Regular numbers become ints, so entering e.g. 3000000000 results in the value overflowing and becoming negative, even if it then gets converted to a long.

Numbers with decimal points become doubles, including .0 and 0..

Just a . seems to be accepted as a number, but I wasn't able to figure out what type. It plays along with other numbers labeled "i", but that shouldn't be a number suffix. Strange.

In arrays (like Motion) only one number type is accepted, even if they are compatible for conversion. So [1.0,2.,3d] is accepted, but [0.0,0.0,0.0f] is not.

Apparently arrays don't convert from whole number types to floating point types. Summoning an entity with Motion:[1,0,0] does not give it motion.


The remaining types are trivial: Array, compound and string. They don't have type suffixes.
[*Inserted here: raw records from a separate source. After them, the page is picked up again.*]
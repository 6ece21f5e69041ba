// system-tests/src/fixtures/mod.rs
// ============================================================================
// Module: Test Fixtures
// Description: Lifecycle fixtures shared by every conformance class.
// Purpose: Named locking, deferred cleanup, and resource naming.
// Dependencies: tokio, rand, tracing
// ============================================================================

//! ## Overview
//! Fixtures wrap the remote state a class touches: a named lock serializes
//! classes that mutate global defaults, a cleanup registry tears down what
//! a class or case created, and naming helpers keep resources unique.

// ============================================================================
// SECTION: Modules
// ============================================================================

pub mod cleanup;
pub mod lock;
pub mod naming;

// ============================================================================
// SECTION: Tests
// ============================================================================


// ============================================================================
// SECTION: Re-exports
// ============================================================================

pub use cleanup::CleanupError;
pub use cleanup::CleanupFailure;
pub use cleanup::CleanupHandle;
pub use cleanup::CleanupRegistry;
pub use cleanup::CleanupReport;
pub use lock::LockError;
pub use lock::LockGuard;
pub use lock::LockSettings;
pub use naming::rand_name;
pub use naming::rand_password;
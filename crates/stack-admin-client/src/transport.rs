// crates/stack-admin-client/src/transport.rs
// ============================================================================
// Module: Admin API Transport
// Description: Authenticated JSON transport shared by every service client.
// Purpose: Build endpoint URLs, send requests, and capture transcripts.
// Dependencies: reqwest, serde_json, url, tracing
// ============================================================================

//! ## Overview
//! [`ServiceTransport`] owns the base endpoint for one service (compute or
//! identity), the admin token, and a shared [`Transcript`]. Every exchange is
//! recorded, including failures, so reports can show exactly what was sent.
//! Invariants:
//! - Path segments are percent-encoded individually; identifiers never alter
//!   the route shape.
//! - Requests are sent once. There is no retry loop.

// ============================================================================
// SECTION: Imports
// ============================================================================

use std::sync::Arc;
use std::sync::Mutex;

use reqwest::Client;
use reqwest::Method;
use reqwest::header::HeaderMap;
use reqwest::header::HeaderName;
use reqwest::header::HeaderValue;
use serde::Serialize;
use serde::de::DeserializeOwned;
use serde_json::Map;
use serde_json::Value;
use url::Url;

use crate::error::ClientError;

// ============================================================================
// SECTION: Constants
// ============================================================================

/// Header carrying the pre-issued admin token.
pub const AUTH_TOKEN_HEADER: &str = "x-auth-token";

/// Header selecting the compute API microversion.
pub const COMPUTE_MICROVERSION_HEADER: &str = "x-openstack-nova-api-version";

// ============================================================================
// SECTION: Transcript
// ============================================================================

/// One recorded HTTP exchange.
#[derive(Debug, Clone, PartialEq, Serialize)]
pub struct TranscriptEntry {
    /// Monotonic sequence number starting at 1.
    pub sequence: u64,
    /// Service label (`compute` or `identity`).
    pub service: String,
    /// HTTP method.
    pub method: String,
    /// Full request URL.
    pub url: String,
    /// Request JSON body, if any.
    pub request: Option<Value>,
    /// Response status, when a response was received.
    pub status: Option<u16>,
    /// Response JSON body (or a string for non-JSON bodies).
    pub response: Value,
    /// Transport or status error message.
    pub error: Option<String>,
}

/// Shared, append-only log of HTTP exchanges.
#[derive(Debug, Clone, Default)]
pub struct Transcript {
    /// Recorded entries guarded for concurrent clients.
    entries: Arc<Mutex<Vec<TranscriptEntry>>>,
}

impl Transcript {
    /// Creates an empty transcript.
    #[must_use]
    pub fn new() -> Self {
        Self::default()
    }

    /// Returns a snapshot of the recorded entries.
    #[must_use]
    pub fn snapshot(&self) -> Vec<TranscriptEntry> {
        self.entries.lock().map_or_else(|_| Vec::new(), |entries| entries.clone())
    }

    /// Appends an entry, assigning the next sequence number.
    fn record(&self, mut entry: TranscriptEntry) {
        let Ok(mut guard) = self.entries.lock() else {
            return;
        };
        entry.sequence = u64::try_from(guard.len()).unwrap_or(u64::MAX).saturating_add(1);
        guard.push(entry);
    }
}

// ============================================================================
// SECTION: Service Transport
// ============================================================================

/// Authenticated transport bound to one service endpoint.
#[derive(Debug, Clone)]
pub struct ServiceTransport {
    /// Service label used in logs and transcripts.
    service: &'static str,
    /// Base endpoint (for example `https://cloud/compute/v2.1`).
    base: Url,
    /// Shared HTTP client.
    http: Client,
    /// Headers attached to every request (token, microversion).
    headers: HeaderMap,
    /// Shared transcript sink.
    transcript: Transcript,
}

impl ServiceTransport {
    /// Creates a transport for the given endpoint and token.
    ///
    /// # Errors
    ///
    /// Returns [`ClientError::InvalidEndpoint`] when the endpoint is not an
    /// absolute hierarchical URL, or [`ClientError::Config`] when the token is
    /// not a valid header value.
    pub fn new(
        service: &'static str,
        endpoint: &str,
        token: &str,
        http: Client,
        transcript: Transcript,
    ) -> Result<Self, ClientError> {
        let base = Url::parse(endpoint).map_err(|err| ClientError::InvalidEndpoint {
            url: endpoint.to_string(),
            reason: err.to_string(),
        })?;
        if base.cannot_be_a_base() {
            return Err(ClientError::InvalidEndpoint {
                url: endpoint.to_string(),
                reason: "endpoint cannot carry path segments".to_string(),
            });
        }
        let mut token_value = HeaderValue::from_str(token)
            .map_err(|_| ClientError::Config("token is not a valid header value".to_string()))?;
        token_value.set_sensitive(true);
        let mut headers = HeaderMap::new();
        headers.insert(HeaderName::from_static(AUTH_TOKEN_HEADER), token_value);
        Ok(Self {
            service,
            base,
            http,
            headers,
            transcript,
        })
    }

    /// Attaches an additional header to every request.
    ///
    /// # Errors
    ///
    /// Returns [`ClientError::Config`] when the value is not a valid header.
    pub fn with_header(mut self, name: &'static str, value: &str) -> Result<Self, ClientError> {
        let value = HeaderValue::from_str(value)
            .map_err(|_| ClientError::Config(format!("invalid value for header {name}")))?;
        self.headers.insert(HeaderName::from_static(name), value);
        Ok(self)
    }

    /// Returns the base endpoint.
    #[must_use]
    pub const fn base(&self) -> &Url {
        &self.base
    }

    /// Builds an endpoint URL from path segments and query pairs.
    pub(crate) fn url(&self, segments: &[&str], query: &[(&str, String)]) -> Url {
        let mut url = self.base.clone();
        if let Ok(mut path) = url.path_segments_mut() {
            path.pop_if_empty().extend(segments);
        }
        if !query.is_empty() {
            let mut pairs = url.query_pairs_mut();
            for (key, value) in query {
                pairs.append_pair(key, value);
            }
        }
        url
    }

    /// Sends a request and decodes the named envelope from the response.
    pub(crate) async fn call<T: DeserializeOwned>(
        &self,
        method: Method,
        url: Url,
        body: Option<Value>,
        envelope: &str,
    ) -> Result<T, ClientError> {
        let mut response = self.execute(method, url, body).await?;
        let inner = response.get_mut(envelope).map(Value::take).ok_or_else(|| {
            ClientError::Decode {
                context: envelope.to_string(),
                message: "envelope missing from response".to_string(),
            }
        })?;
        serde_json::from_value(inner).map_err(|err| ClientError::Decode {
            context: envelope.to_string(),
            message: err.to_string(),
        })
    }

    /// Sends a request whose response body is ignored.
    pub(crate) async fn call_empty(
        &self,
        method: Method,
        url: Url,
        body: Option<Value>,
    ) -> Result<(), ClientError> {
        self.execute(method, url, body).await.map(|_| ())
    }

    /// Sends one request, records it, and maps non-success statuses to errors.
    async fn execute(
        &self,
        method: Method,
        url: Url,
        body: Option<Value>,
    ) -> Result<Value, ClientError> {
        let method_label = method.as_str().to_string();
        let url_label = url.to_string();
        tracing::debug!(
            service = self.service,
            method = %method_label,
            url = %url_label,
            "sending admin api request"
        );
        let mut request = self.http.request(method, url).headers(self.headers.clone());
        if let Some(body) = &body {
            request = request.json(body);
        }
        let response = match request.send().await {
            Ok(response) => response,
            Err(err) => {
                let message = err.to_string();
                self.record(&method_label, &url_label, body, None, Value::Null, Some(&message));
                return Err(ClientError::Transport {
                    method: method_label,
                    url: url_label,
                    message,
                });
            }
        };
        let status = response.status();
        let text = match response.text().await {
            Ok(text) => text,
            Err(err) => {
                let message = err.to_string();
                self.record(
                    &method_label,
                    &url_label,
                    body,
                    Some(status.as_u16()),
                    Value::Null,
                    Some(&message),
                );
                return Err(ClientError::Transport {
                    method: method_label,
                    url: url_label,
                    message,
                });
            }
        };
        let payload = parse_body(&text);
        if !status.is_success() {
            let message = format!("status {}", status.as_u16());
            self.record(
                &method_label,
                &url_label,
                body,
                Some(status.as_u16()),
                payload,
                Some(&message),
            );
            tracing::debug!(
                service = self.service,
                status = status.as_u16(),
                url = %url_label,
                "admin api request failed"
            );
            return Err(ClientError::Status {
                method: method_label,
                url: url_label,
                status: status.as_u16(),
                body: text,
            });
        }
        self.record(&method_label, &url_label, body, Some(status.as_u16()), payload.clone(), None);
        Ok(payload)
    }

    /// Appends an exchange to the shared transcript.
    fn record(
        &self,
        method: &str,
        url: &str,
        request: Option<Value>,
        status: Option<u16>,
        response: Value,
        error: Option<&str>,
    ) {
        self.transcript.record(TranscriptEntry {
            sequence: 0,
            service: self.service.to_string(),
            method: method.to_string(),
            url: url.to_string(),
            request,
            status,
            response,
            error: error.map(str::to_string),
        });
    }
}

// ============================================================================
// SECTION: Helpers
// ============================================================================

/// Serializes a request body under its resource envelope, for example
/// `{"project": {...}}`.
pub(crate) fn envelope<T: Serialize>(name: &str, body: &T) -> Result<Value, ClientError> {
    let inner = serde_json::to_value(body).map_err(|err| ClientError::Encode {
        context: name.to_string(),
        message: err.to_string(),
    })?;
    let mut wrapped = Map::new();
    wrapped.insert(name.to_string(), inner);
    Ok(Value::Object(wrapped))
}

/// Parses a response body as JSON, keeping non-JSON text as a string value.
fn parse_body(text: &str) -> Value {
    if text.trim().is_empty() {
        return Value::Null;
    }
    serde_json::from_str(text).unwrap_or_else(|_| Value::String(text.to_string()))
}
use leptos::ev;
use leptos::prelude::*;

use notesync::notes::{DRAFT_DOWNLOAD_NAME, DRAFT_NOTE_KEY, DraftNote};
use notesync::route::{Route, Section};

use crate::components::chatbot::ChatbotSection;
use crate::components::search::SearchSection;
use crate::components::upload::UploadSection;
use crate::platform;
use crate::state::AppState;
use crate::storage;

/// Signed-in home: quick-access cards, the selected section and a scratch note.
#[component]
pub fn Dashboard() -> impl IntoView {
    let state = expect_context::<AppState>();
    let section = Memo::new(move |_| state.route.get().section());

    let open = move |route: Route| {
        move |ev: ev::MouseEvent| {
            ev.prevent_default();
            state.navigate(route);
        }
    };

    view! {
        <div class="dashboard">
            <header class="dashboard-header">
                <h1>"Dashboard"</h1>
                <span class="greeting">
                    {move || state.username.get().map(|name| format!("Signed in as {name}"))}
                </span>
            </header>

            <div class="dashboard-body">
                <aside class="quick-access">
                    <h2>"Quick Access"</h2>
                    {Section::ALL
                        .into_iter()
                        .map(|s| {
                            let route = Route::Dashboard(Some(s));
                            view! {
                                <a
                                    href=route.path()
                                    class="option-card"
                                    class:active=move || section.get() == Some(s)
                                    on:click=open(route)
                                >
                                    <h3>{s.title()}</h3>
                                    <p>{s.description()}</p>
                                </a>
                            }
                        })
                        .collect_view()}
                    <a href=Route::Profile.path() class="option-card" on:click=open(Route::Profile)>
                        <h3>"User Profile"</h3>
                        <p>"Manage your account"</p>
                    </a>
                </aside>

                <main class="results-view">
                    <h2>"Results View"</h2>
                    {move || match section.get() {
                        Some(Section::Upload) => view! { <UploadSection /> }.into_any(),
                        Some(Section::Search) => view! { <SearchSection /> }.into_any(),
                        Some(Section::Chatbot) => view! { <ChatbotSection /> }.into_any(),
                        None => {
                            view! {
                                <p class="placeholder">"Select an option to view content"</p>
                            }
                                .into_any()
                        }
                    }}
                </main>

                <QuickNotes />
            </div>
        </div>
    }
}

/// A single scratch note kept in local storage.
#[component]
fn QuickNotes() -> impl IntoView {
    let note = RwSignal::new(DraftNote::restore(storage::load(DRAFT_NOTE_KEY)));

    let save = move |_| {
        note.update(|n| storage::store(DRAFT_NOTE_KEY, n.save()));
    };
    let download = move |_| {
        note.with_untracked(|n| {
            if let Err(e) = platform::download_text(DRAFT_DOWNLOAD_NAME, n.text()) {
                log::error!("Failed to download note: {e}");
            }
        });
    };

    view! {
        <aside class="quick-notes">
            <h2>"Quick Notes"</h2>
            <textarea
                placeholder="Jot something down..."
                prop:value=move || note.with(|n| n.text().to_string())
                on:input=move |ev| note.update(|n| n.edit(event_target_value(&ev)))
            ></textarea>
            <Show when=move || note.with(DraftNote::is_dirty)>
                <span class="unsaved">"Unsaved changes"</span>
            </Show>
            <div class="note-actions">
                <button class="primary-btn" on:click=save>"Save"</button>
                <button class="text-btn" on:click=download>"Download"</button>
            </div>
        </aside>
    }
}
Now to the other side of things: When reading NBT, you do have to match the correct type. Because your input gets implicitly converted to int or double if you provide no format suffix and only then it's compared with the existing NBT, it often fails.
So even if you summon an entity with Motion[0.0f,0.0f,0.0f], you still can't test for it with Motion[0.0f,0.0f,0.0f], you need Motion[0.0d,0.0d,0.0d].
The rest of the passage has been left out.